When it comes to picking up solid or flexible materials, humans don’t give it a second thought—but that’s not the case in robotics. “If you think about it, for robots, it’s a very difficult operation because [picking up] flexible materials are much harder than picking up something solid,” said Mos. The core challenge is sensing and control when handling soft objects. The robot needs to understand how much pressure to apply so it can grasp the object without deforming or damaging it.

READ MORE: Physical AI Hype vs Reality: Kung Fu Robots are Cool...But Should You Hire One?

This becomes even more complicated when placing an object into another flexible container (for example, placing several items into a plastic bag). Both the objects and the bag can change shape or configuration unpredictably, so the robot must continuously adjust its grip and motion using force/torque sensors and perception systems.  

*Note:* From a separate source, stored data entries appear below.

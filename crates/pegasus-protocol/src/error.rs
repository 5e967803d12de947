//! Error types for the bridge protocol.

use serde::Serialize;
use serde_json::Value;
use std::fmt;

/// Classification of a failure response.
///
/// These codes are stable and used in logs; they are never written into
/// the response body, which only carries the `error` message.
#[derive(Debug, Clone, Copy, PartialEq, Eq, Serialize)]
#[serde(rename_all = "SCREAMING_SNAKE_CASE")]
pub enum ErrorCode {
    /// No request argument was supplied.
    NoInput,
    /// The command is missing or not in the binding table.
    UnknownCommand,
    /// A collaborator refused the input as a domain-level outcome.
    Rejected,
    /// Any fault while decoding, routing or invoking.
    ExecutionError,
    /// A collaborator or its configuration could not be loaded at startup.
    ImportError,
}

impl fmt::Display for ErrorCode {
    fn fmt(&self, f: &mut fmt::Formatter<'_>) -> fmt::Result {
        match self {
            Self::NoInput => write!(f, "NO_INPUT"),
            Self::UnknownCommand => write!(f, "UNKNOWN_COMMAND"),
            Self::Rejected => write!(f, "REJECTED"),
            Self::ExecutionError => write!(f, "EXECUTION_ERROR"),
            Self::ImportError => write!(f, "IMPORT_ERROR"),
        }
    }
}

/// Faults raised while decoding, routing or invoking a request.
///
/// Each variant keeps the structured cause; the message is only flattened
/// into the wire shape at the outermost boundary.
#[derive(Debug, thiserror::Error)]
pub enum BridgeError {
    /// The request text is not valid JSON.
    #[error("{0}")]
    MalformedJson(#[from] serde_json::Error),

    /// The request document is valid JSON but not an object.
    #[error("request must be a JSON object, got {0}")]
    NotAnObject(&'static str),

    /// The payload is present but not an object.
    #[error("payload must be a JSON object, got {0}")]
    PayloadNotObject(&'static str),

    /// A payload field cannot be passed as a scalar argument.
    #[error("argument '{field}' must be a string, number or boolean, got {kind}")]
    ArgumentShape {
        field: &'static str,
        kind: &'static str,
    },

    /// A collaborator failed internally.
    #[error("{0}")]
    Collaborator(String),

    /// The request could not be read.
    #[error("failed to read request: {0}")]
    Io(#[from] std::io::Error),

    /// The request exceeds the input size limit.
    #[error("request exceeds maximum size of {max} bytes")]
    TooLarge { max: usize },

    /// The process arguments could not be parsed.
    #[error("invalid arguments: {0}")]
    Arguments(String),
}

/// Human name of a JSON value's type, used in error messages.
pub fn json_kind(value: &Value) -> &'static str {
    match value {
        Value::Null => "null",
        Value::Bool(_) => "boolean",
        Value::Number(_) => "number",
        Value::String(_) => "string",
        Value::Array(_) => "array",
        Value::Object(_) => "object",
    }
}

Rather than chasing general-purpose intelligence, Siemens is focusing on developing fewer, more tightly defined use cases. The rationale behind flexible robots, according to Mos, is that narrowing the scope will allow developers to train systems more effectively and more reliably with a goal to achieve full autonomy. Even so, the path forward remains labor-intensive, he said.

Developing Factory-Grade Humanoid Models

Manufacturing and logistics companies are increasingly eyeing bipedal systems as the next step in automation. At Hannover Messe 2026, at least 15 exhibitors showed robots built for deployment on actual production lines. These robots were designed to slot into existing workflows and take on more complex tasks.

For Mos, the question is not whether humanoids belong in industry, but whether they truly outperform conventional automation. The preference, he said, comes down to an “equation between value and cost.” Because the world was built for humans—chairs, tables, transportation and factories—a machine that can move through the same spaces and behave in similar ways would be immensely valuable.

READ MORE: Integrated Actuation is Key to Affordable Humanoids—Schaeffler's Hermes Award Win Shows Why

Yet the path there is likely incremental. Mos argues that until that milestone can be achieved at a reasonable cost, there may be more value in machines with wheels. In the near term, simpler platforms may offer greater utility; they are easier to move, can carry larger batteries and avoid many of the stability challenges that come with legs and feet, he said.

Neither is Siemens is not in the business of developing hardware for robotics. Rather than producing physical hardware, Siemens is addressing such challenges through its software-centric approach, targeting the intelligence and orchestration layer of robotics. The goal is to improve decision-making and system integration. 

As part of a press tour, Machine Design visited the Siemens electronics factory in Erlangen, Germany to observe this strategy in action. There, Siemens, in collaboration with Humanoid, a UK-based AI and robotics company, are developing the Humanoid’s HMND 01 wheeled Alpha robot for executing autonomous logistics tasks without adding more hardware.

The collaboration relies on foundational AI models built on NVIDIA’s AI stack. So, instead of designing a new gripper for handling fabric, Siemens is developing AI that allows an existing robot to understand how to grasp, adjust force and coordinate with machines in a production line.   

In this setting, Siemens Xcelerator provides the digital twin, simulation environment and orchestrates data flows that tie together the design, simulation, industrial control and analytics of the humanoid robot, allowing it to be monitored and updated in real time.